▼

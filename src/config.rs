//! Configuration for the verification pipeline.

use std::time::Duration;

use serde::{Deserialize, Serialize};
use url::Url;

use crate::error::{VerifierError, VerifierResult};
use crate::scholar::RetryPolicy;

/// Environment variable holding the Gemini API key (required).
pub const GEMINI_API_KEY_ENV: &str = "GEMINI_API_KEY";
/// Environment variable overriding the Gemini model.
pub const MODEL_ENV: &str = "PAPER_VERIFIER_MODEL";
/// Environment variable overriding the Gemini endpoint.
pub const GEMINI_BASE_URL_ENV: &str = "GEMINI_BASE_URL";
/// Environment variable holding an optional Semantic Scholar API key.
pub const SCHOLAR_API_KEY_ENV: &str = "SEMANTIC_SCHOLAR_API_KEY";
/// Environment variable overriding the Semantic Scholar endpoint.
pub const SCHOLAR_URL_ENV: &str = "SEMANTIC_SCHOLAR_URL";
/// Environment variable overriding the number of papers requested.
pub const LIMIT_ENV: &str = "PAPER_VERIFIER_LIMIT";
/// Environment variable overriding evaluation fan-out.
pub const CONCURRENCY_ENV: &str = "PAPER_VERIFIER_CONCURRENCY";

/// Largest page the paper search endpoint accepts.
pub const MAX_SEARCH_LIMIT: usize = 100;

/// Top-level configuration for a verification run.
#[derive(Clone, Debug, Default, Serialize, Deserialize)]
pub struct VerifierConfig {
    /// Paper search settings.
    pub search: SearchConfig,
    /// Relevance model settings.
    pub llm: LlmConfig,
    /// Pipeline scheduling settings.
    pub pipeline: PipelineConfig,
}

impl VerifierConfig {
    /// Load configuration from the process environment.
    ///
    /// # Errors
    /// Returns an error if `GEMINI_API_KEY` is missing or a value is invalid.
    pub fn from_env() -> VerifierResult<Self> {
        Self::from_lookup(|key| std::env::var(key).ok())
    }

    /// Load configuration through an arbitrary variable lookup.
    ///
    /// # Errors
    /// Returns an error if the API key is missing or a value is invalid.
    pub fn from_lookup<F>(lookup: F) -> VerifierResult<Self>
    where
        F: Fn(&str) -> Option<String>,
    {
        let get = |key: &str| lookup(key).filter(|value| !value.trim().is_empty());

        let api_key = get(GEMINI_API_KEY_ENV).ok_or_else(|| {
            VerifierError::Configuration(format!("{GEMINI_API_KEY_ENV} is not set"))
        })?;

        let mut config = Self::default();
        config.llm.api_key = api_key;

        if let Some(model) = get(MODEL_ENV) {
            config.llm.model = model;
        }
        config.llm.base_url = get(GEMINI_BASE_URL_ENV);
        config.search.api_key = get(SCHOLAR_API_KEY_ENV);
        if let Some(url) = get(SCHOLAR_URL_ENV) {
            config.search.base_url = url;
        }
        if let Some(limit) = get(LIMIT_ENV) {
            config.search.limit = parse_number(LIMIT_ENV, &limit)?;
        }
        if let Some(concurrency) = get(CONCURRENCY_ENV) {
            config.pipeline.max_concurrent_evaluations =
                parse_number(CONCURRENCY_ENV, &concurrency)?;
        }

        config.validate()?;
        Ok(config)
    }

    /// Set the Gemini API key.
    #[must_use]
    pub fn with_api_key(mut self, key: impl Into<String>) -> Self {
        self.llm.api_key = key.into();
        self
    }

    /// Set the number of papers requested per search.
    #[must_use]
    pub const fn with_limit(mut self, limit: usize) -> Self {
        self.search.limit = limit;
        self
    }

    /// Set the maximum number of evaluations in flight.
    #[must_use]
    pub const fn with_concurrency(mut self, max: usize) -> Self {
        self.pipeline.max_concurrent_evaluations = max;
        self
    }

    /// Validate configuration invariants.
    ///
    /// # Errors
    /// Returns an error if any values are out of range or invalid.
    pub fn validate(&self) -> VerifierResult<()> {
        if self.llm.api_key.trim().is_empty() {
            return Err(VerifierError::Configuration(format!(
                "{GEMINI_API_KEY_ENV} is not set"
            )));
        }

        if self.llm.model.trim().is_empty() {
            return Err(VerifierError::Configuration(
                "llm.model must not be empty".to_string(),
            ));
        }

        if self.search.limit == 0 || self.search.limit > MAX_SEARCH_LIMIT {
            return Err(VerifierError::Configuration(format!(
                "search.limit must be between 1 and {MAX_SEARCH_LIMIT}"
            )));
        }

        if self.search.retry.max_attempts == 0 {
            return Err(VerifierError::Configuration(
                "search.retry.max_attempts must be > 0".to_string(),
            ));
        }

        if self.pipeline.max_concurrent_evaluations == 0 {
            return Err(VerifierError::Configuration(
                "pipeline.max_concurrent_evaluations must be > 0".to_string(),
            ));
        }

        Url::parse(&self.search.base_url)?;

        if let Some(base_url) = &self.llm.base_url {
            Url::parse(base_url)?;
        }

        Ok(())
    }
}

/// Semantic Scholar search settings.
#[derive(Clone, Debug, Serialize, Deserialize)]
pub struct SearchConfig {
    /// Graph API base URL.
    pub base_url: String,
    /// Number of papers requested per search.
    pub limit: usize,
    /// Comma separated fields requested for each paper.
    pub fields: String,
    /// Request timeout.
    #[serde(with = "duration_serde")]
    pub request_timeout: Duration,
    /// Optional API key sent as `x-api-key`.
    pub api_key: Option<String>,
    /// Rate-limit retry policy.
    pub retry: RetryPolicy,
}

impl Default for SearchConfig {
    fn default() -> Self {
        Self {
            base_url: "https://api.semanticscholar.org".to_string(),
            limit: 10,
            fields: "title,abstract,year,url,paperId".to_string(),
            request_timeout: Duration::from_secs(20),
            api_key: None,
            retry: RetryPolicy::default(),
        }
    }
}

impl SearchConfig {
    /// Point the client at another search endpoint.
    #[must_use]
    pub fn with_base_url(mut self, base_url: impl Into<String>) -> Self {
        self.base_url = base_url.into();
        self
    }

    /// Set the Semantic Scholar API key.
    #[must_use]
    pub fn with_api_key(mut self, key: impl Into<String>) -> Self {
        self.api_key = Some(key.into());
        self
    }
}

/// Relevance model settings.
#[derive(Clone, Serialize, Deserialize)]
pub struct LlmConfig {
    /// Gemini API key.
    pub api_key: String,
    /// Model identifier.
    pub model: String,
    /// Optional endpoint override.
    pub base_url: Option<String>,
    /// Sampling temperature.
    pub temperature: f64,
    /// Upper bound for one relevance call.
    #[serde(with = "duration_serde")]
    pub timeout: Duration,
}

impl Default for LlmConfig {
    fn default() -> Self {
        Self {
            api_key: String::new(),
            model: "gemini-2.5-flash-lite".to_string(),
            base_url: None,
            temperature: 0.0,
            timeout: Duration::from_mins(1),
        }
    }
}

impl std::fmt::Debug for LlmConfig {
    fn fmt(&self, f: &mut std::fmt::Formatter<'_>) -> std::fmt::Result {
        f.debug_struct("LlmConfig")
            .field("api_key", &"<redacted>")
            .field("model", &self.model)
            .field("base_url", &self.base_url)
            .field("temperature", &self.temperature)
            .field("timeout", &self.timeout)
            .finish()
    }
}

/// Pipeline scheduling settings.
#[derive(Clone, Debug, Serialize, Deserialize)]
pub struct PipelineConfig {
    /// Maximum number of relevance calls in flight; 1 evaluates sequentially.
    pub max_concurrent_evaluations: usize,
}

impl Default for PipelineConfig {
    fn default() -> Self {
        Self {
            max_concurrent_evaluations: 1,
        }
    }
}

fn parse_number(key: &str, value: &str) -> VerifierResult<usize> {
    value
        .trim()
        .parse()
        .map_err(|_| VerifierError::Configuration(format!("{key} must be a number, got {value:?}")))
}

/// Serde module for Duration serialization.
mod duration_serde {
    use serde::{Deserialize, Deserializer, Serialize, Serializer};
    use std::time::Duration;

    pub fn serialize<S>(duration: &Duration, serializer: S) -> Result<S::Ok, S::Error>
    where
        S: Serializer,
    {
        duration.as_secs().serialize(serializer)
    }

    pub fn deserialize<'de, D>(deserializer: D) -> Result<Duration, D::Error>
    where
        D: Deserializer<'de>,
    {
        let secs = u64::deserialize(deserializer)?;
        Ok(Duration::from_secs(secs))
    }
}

▲

◆ WORK REQUIRED ◆
Count the lines in these records that hold the string "VerifierConfig". Only the number is wanted.

◆ RESULT BELOW ◆
2